The effectiveness of the law and the respect that people have for the law and the government which enacts it is dependent upon the judiciary's independence to mete out fair decisions. Furthermore, it is a pillar of economic growth as multinational businesses and investors have confidence to invest in the economy of a nation who has a strong and stable judiciary that is independent of interference. The judiciary's role in deciding the validity of presidential and parliamentary elections also necessitates independence of the judiciary.

===Disadvantages===
The disadvantages of having a judiciary that is seemingly too independent include possible abuse of power by judges.
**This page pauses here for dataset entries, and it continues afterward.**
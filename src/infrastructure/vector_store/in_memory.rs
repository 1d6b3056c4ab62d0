//! In-memory vector store implementation

use std::collections::HashMap;
use std::sync::atomic::{AtomicUsize, Ordering};
use std::sync::RwLock;

use async_trait::async_trait;

use crate::domain::embedding::cosine_similarity;
use crate::domain::{
    CollectionSpec, DomainError, ScoredPoint, VectorPoint, VectorQuery, VectorStore,
};

#[derive(Debug)]
struct Collection {
    spec: CollectionSpec,
    /// Insertion order; ties in score keep this order
    points: Vec<VectorPoint>,
}

/// In-memory vector store using linear search
///
/// Suitable for development and tests. Nothing survives a restart.
#[derive(Debug, Default)]
pub struct InMemoryVectorStore {
    collections: RwLock<HashMap<String, Collection>>,
    create_calls: AtomicUsize,
}

impl InMemoryVectorStore {
    pub fn new() -> Self {
        Self::default()
    }

    /// Number of points stored in a collection
    pub fn len(&self, collection: &str) -> usize {
        self.collections
            .read()
            .map(|c| c.get(collection).map_or(0, |c| c.points.len()))
            .unwrap_or(0)
    }

    pub fn is_empty(&self, collection: &str) -> bool {
        self.len(collection) == 0
    }

    /// Snapshot of the points of a collection, in insertion order
    pub fn points(&self, collection: &str) -> Vec<VectorPoint> {
        self.collections
            .read()
            .map(|c| c.get(collection).map(|c| c.points.clone()).unwrap_or_default())
            .unwrap_or_default()
    }

    /// How many times creation was attempted
    pub fn create_calls(&self) -> usize {
        self.create_calls.load(Ordering::SeqCst)
    }
}

#[async_trait]
impl VectorStore for InMemoryVectorStore {
    async fn collection_exists(&self, name: &str) -> Result<bool, DomainError> {
        let collections = self.collections.read().map_err(|e| {
            DomainError::internal(format!("Failed to acquire read lock: {}", e))
        })?;

        Ok(collections.contains_key(name))
    }

    async fn create_collection(&self, spec: &CollectionSpec) -> Result<(), DomainError> {
        self.create_calls.fetch_add(1, Ordering::SeqCst);

        let mut collections = self.collections.write().map_err(|e| {
            DomainError::internal(format!("Failed to acquire write lock: {}", e))
        })?;

        if collections.contains_key(&spec.name) {
            return Err(DomainError::vector_store(format!(
                "Collection `{}` already exists",
                spec.name
            )));
        }

        collections.insert(
            spec.name.clone(),
            Collection {
                spec: spec.clone(),
                points: Vec::new(),
            },
        );

        Ok(())
    }

    async fn upsert(&self, collection: &str, point: VectorPoint) -> Result<(), DomainError> {
        let mut collections = self.collections.write().map_err(|e| {
            DomainError::internal(format!("Failed to acquire write lock: {}", e))
        })?;

        let target = collections.get_mut(collection).ok_or_else(|| {
            DomainError::vector_store(format!("Collection `{}` not found", collection))
        })?;

        if point.vector.len() != target.spec.dimensions {
            return Err(DomainError::vector_store(format!(
                "Vector dimension error: expected dim: {}, got {}",
                target.spec.dimensions,
                point.vector.len()
            )));
        }

        match target.points.iter_mut().find(|p| p.id == point.id) {
            Some(existing) => *existing = point,
            None => target.points.push(point),
        }

        Ok(())
    }

    async fn query(
        &self,
        collection: &str,
        query: &VectorQuery,
    ) -> Result<Vec<ScoredPoint>, DomainError> {
        let collections = self.collections.read().map_err(|e| {
            DomainError::internal(format!("Failed to acquire read lock: {}", e))
        })?;

        let target = collections.get(collection).ok_or_else(|| {
            DomainError::vector_store(format!("Collection `{}` not found", collection))
        })?;

        let mut results: Vec<ScoredPoint> = target
            .points
            .iter()
            .filter(|point| query.filter.matches(&point.payload))
            .map(|point| ScoredPoint {
                id: point.id.clone(),
                score: cosine_similarity(&query.vector, &point.vector),
                payload: point.payload.clone(),
            })
            .filter(|result| result.score >= query.score_threshold)
            .collect();

        // Stable sort: equal scores keep insertion order
        results.sort_by(|a, b| {
            b.score
                .partial_cmp(&a.score)
                .unwrap_or(std::cmp::Ordering::Equal)
        });

        results.truncate(query.limit);

        Ok(results)
    }

    fn backend_name(&self) -> &'static str {
        "memory"
    }
}

#[cfg(test)]
mod tests {
    use super::*;
    use crate::domain::{ensure_collection, PayloadFilter};

    const COLLECTION: &str = "test";

    async fn store_with_collection() -> InMemoryVectorStore {
        let store = InMemoryVectorStore::new();
        store
            .create_collection(&CollectionSpec::cosine(COLLECTION, 2))
            .await
            .unwrap();
        store
    }

    #[tokio::test]
    async fn test_bootstrap_twice_creates_once() {
        let store = InMemoryVectorStore::new();
        let spec = CollectionSpec::cosine(COLLECTION, 2);

        assert!(ensure_collection(&store, &spec).await.unwrap());
        assert!(!ensure_collection(&store, &spec).await.unwrap());

        assert_eq!(store.create_calls(), 1);
        assert!(store.collection_exists(COLLECTION).await.unwrap());
    }

    #[tokio::test]
    async fn test_duplicate_create_is_an_error() {
        let store = store_with_collection().await;

        let result = store
            .create_collection(&CollectionSpec::cosine(COLLECTION, 2))
            .await;

        assert!(result.is_err());
    }

    #[tokio::test]
    async fn test_query_ranks_and_limits() {
        let store = store_with_collection().await;
        store
            .upsert(COLLECTION, VectorPoint::new("far", vec![0.0, 1.0]))
            .await
            .unwrap();
        store
            .upsert(COLLECTION, VectorPoint::new("near", vec![1.0, 0.1]))
            .await
            .unwrap();
        store
            .upsert(COLLECTION, VectorPoint::new("exact", vec![1.0, 0.0]))
            .await
            .unwrap();

        let results = store
            .query(COLLECTION, &VectorQuery::new(vec![1.0, 0.0], 0.5).with_limit(5))
            .await
            .unwrap();

        let ids: Vec<&str> = results.iter().map(|r| r.id.as_str()).collect();
        assert_eq!(ids, vec!["exact", "near"]);
    }

    #[tokio::test]
    async fn test_ties_keep_insertion_order() {
        let store = store_with_collection().await;
        for id in ["first", "second", "third"] {
            store
                .upsert(COLLECTION, VectorPoint::new(id, vec![1.0, 1.0]))
                .await
                .unwrap();
        }

        let results = store
            .query(COLLECTION, &VectorQuery::new(vec![1.0, 1.0], 0.9))
            .await
            .unwrap();

        assert_eq!(results.len(), 1);
        assert_eq!(results[0].id, "first");
    }

    #[tokio::test]
    async fn test_query_applies_filter() {
        let store = store_with_collection().await;
        store
            .upsert(
                COLLECTION,
                VectorPoint::new("a", vec![1.0, 0.0]).with_payload("model", "gpt-4o"),
            )
            .await
            .unwrap();

        let query = VectorQuery::new(vec![1.0, 0.0], 0.5)
            .with_filter(PayloadFilter::new().must_match("model", "gpt-4o-mini"));

        assert!(store.query(COLLECTION, &query).await.unwrap().is_empty());
    }

    #[tokio::test]
    async fn test_upsert_replaces_same_id() {
        let store = store_with_collection().await;
        store
            .upsert(COLLECTION, VectorPoint::new("a", vec![1.0, 0.0]))
            .await
            .unwrap();
        store
            .upsert(COLLECTION, VectorPoint::new("a", vec![0.0, 1.0]))
            .await
            .unwrap();

        assert_eq!(store.len(COLLECTION), 1);
        assert_eq!(store.points(COLLECTION)[0].vector, vec![0.0, 1.0]);
    }

    #[tokio::test]
    async fn test_wrong_dimension_rejected() {
        let store = store_with_collection().await;

        let result = store
            .upsert(COLLECTION, VectorPoint::new("a", vec![1.0, 0.0, 0.0]))
            .await;

        assert!(matches!(result, Err(DomainError::VectorStore { .. })));
    }

    #[tokio::test]
    async fn test_missing_collection() {
        let store = InMemoryVectorStore::new();

        assert!(store
            .query("nope", &VectorQuery::new(vec![1.0], 0.0))
            .await
            .is_err());
        assert!(store.is_empty("nope"));
    }
}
Self-interest, ideological dedication and even corruption may influence the decisions of judges without any checks and balances in place to prevent this abuse of power if the judiciary is completely independent. The relationship between the judiciary and the executive is a complex series of dependencies and interdependencies which counter-check each other and must be carefully balanced. One cannot be too independent of the other. Furthermore, judicial support of the executive is not as negative as it seems as the executive is the branch of government with the greatest claim to democratic legitimacy. If the judiciary and executive are constantly feuding, no government can function well.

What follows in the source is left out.